## Material supplied
----------------
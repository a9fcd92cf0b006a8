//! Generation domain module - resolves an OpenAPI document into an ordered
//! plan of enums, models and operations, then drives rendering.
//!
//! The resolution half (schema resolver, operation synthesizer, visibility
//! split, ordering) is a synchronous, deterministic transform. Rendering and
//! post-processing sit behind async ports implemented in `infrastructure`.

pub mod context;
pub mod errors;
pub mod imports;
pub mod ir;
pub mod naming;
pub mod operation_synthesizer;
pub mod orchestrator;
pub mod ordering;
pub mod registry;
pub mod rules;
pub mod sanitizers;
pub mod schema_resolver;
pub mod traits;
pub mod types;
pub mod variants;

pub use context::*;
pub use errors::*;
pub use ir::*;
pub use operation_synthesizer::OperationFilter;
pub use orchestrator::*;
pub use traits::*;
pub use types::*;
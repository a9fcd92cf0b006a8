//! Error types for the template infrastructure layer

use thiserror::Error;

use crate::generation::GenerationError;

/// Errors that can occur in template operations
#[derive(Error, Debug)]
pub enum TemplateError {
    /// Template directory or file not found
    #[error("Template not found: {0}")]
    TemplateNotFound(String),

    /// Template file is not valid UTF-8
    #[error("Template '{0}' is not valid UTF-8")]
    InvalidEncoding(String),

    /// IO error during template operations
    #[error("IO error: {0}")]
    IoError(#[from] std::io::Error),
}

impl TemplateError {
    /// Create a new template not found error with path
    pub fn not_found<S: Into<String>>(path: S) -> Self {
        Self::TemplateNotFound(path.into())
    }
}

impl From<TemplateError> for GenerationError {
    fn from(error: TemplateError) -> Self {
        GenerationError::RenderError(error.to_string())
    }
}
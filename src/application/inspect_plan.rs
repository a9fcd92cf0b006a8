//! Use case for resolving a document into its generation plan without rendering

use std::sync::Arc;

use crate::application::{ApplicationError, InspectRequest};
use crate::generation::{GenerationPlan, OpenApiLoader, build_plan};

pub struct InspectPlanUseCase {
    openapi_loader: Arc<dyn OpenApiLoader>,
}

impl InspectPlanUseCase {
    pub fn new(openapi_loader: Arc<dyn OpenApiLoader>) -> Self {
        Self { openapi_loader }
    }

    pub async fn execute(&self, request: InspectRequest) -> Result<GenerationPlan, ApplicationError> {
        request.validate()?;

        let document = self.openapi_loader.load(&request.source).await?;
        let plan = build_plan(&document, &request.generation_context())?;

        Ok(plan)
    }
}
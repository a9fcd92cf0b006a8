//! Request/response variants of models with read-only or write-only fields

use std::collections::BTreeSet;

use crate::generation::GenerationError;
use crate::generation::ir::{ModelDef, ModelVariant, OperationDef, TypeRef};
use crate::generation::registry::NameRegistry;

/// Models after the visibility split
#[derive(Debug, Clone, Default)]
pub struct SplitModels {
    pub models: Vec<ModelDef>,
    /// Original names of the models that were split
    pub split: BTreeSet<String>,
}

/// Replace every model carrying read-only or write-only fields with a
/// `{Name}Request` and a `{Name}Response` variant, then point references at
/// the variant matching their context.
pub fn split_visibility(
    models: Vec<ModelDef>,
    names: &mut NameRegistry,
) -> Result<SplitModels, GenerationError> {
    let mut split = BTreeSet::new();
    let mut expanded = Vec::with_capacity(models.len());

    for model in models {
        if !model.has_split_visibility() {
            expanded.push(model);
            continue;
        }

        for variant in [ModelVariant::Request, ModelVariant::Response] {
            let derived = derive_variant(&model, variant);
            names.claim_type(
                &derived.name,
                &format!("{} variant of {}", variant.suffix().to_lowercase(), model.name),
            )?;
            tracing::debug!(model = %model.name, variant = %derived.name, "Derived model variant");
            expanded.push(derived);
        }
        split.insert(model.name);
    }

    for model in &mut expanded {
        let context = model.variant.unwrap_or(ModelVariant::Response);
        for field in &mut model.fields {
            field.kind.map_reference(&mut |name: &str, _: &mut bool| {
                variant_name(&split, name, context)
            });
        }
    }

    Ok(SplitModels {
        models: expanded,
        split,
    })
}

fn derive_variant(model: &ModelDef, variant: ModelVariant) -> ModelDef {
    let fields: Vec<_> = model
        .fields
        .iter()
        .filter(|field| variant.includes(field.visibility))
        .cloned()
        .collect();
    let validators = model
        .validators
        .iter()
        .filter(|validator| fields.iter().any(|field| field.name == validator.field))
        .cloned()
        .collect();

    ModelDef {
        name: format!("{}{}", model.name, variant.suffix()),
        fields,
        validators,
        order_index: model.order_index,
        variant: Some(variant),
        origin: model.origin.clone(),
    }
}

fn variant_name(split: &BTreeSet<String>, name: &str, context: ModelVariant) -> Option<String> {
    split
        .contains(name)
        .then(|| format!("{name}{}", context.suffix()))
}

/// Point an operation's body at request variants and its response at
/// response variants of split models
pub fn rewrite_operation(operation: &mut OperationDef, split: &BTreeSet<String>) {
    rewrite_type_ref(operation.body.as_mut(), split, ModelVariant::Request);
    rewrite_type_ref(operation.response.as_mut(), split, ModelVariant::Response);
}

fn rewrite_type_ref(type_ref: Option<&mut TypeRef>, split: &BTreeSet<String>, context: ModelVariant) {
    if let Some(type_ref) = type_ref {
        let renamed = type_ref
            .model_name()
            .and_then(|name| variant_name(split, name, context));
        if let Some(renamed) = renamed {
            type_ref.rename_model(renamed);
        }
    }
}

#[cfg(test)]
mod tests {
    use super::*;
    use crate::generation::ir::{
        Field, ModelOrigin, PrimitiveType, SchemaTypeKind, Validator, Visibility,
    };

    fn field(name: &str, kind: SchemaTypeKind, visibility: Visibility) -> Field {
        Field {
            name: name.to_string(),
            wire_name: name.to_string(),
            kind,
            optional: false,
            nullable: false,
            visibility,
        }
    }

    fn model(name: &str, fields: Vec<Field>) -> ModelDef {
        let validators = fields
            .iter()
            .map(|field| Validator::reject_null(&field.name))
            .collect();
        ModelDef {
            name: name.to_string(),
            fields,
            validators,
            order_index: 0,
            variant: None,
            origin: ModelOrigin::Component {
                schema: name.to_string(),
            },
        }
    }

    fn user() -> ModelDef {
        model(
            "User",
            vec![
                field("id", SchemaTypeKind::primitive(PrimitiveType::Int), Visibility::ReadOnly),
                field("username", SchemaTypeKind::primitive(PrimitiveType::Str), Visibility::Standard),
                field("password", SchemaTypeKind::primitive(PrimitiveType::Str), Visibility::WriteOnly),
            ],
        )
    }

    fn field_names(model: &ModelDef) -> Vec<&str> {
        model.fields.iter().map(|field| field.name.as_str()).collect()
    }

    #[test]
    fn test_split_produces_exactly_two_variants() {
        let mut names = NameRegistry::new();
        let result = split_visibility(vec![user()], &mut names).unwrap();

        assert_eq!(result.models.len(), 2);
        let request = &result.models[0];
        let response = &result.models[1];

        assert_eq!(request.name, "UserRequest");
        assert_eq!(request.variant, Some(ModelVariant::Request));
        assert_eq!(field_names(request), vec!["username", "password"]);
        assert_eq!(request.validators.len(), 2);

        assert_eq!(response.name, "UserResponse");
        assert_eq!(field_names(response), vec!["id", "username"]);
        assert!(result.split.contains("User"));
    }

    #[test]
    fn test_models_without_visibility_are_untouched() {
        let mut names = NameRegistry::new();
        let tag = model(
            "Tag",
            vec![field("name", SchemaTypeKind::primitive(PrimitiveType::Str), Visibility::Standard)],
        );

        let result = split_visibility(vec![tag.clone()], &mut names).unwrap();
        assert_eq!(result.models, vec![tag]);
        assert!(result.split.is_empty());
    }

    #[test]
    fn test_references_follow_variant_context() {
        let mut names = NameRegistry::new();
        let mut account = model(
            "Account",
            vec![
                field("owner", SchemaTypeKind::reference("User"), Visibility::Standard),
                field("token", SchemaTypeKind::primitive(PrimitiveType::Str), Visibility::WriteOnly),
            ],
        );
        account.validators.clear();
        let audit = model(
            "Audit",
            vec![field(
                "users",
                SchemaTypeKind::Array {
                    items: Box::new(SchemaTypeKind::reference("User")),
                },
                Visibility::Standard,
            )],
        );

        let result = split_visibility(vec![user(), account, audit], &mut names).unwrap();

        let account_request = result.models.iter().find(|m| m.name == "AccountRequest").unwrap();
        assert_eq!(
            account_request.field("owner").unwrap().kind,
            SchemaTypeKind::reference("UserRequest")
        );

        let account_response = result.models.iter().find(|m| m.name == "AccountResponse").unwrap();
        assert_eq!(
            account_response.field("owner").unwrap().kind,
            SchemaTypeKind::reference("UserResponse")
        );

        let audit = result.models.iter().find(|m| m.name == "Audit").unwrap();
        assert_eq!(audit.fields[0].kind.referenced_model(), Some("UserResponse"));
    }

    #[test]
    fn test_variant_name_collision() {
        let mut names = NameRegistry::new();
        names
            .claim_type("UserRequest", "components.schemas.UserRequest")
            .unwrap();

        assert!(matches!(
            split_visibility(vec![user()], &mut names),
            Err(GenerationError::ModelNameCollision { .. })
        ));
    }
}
----------------
## Task statement
Within the records above, each line containing "OpenApiLoader" is to be returned.

## Reply to the task
use crate::generation::{GenerationPlan, OpenApiLoader, build_plan};
    openapi_loader: Arc<dyn OpenApiLoader>,
    pub fn new(openapi_loader: Arc<dyn OpenApiLoader>) -> Self {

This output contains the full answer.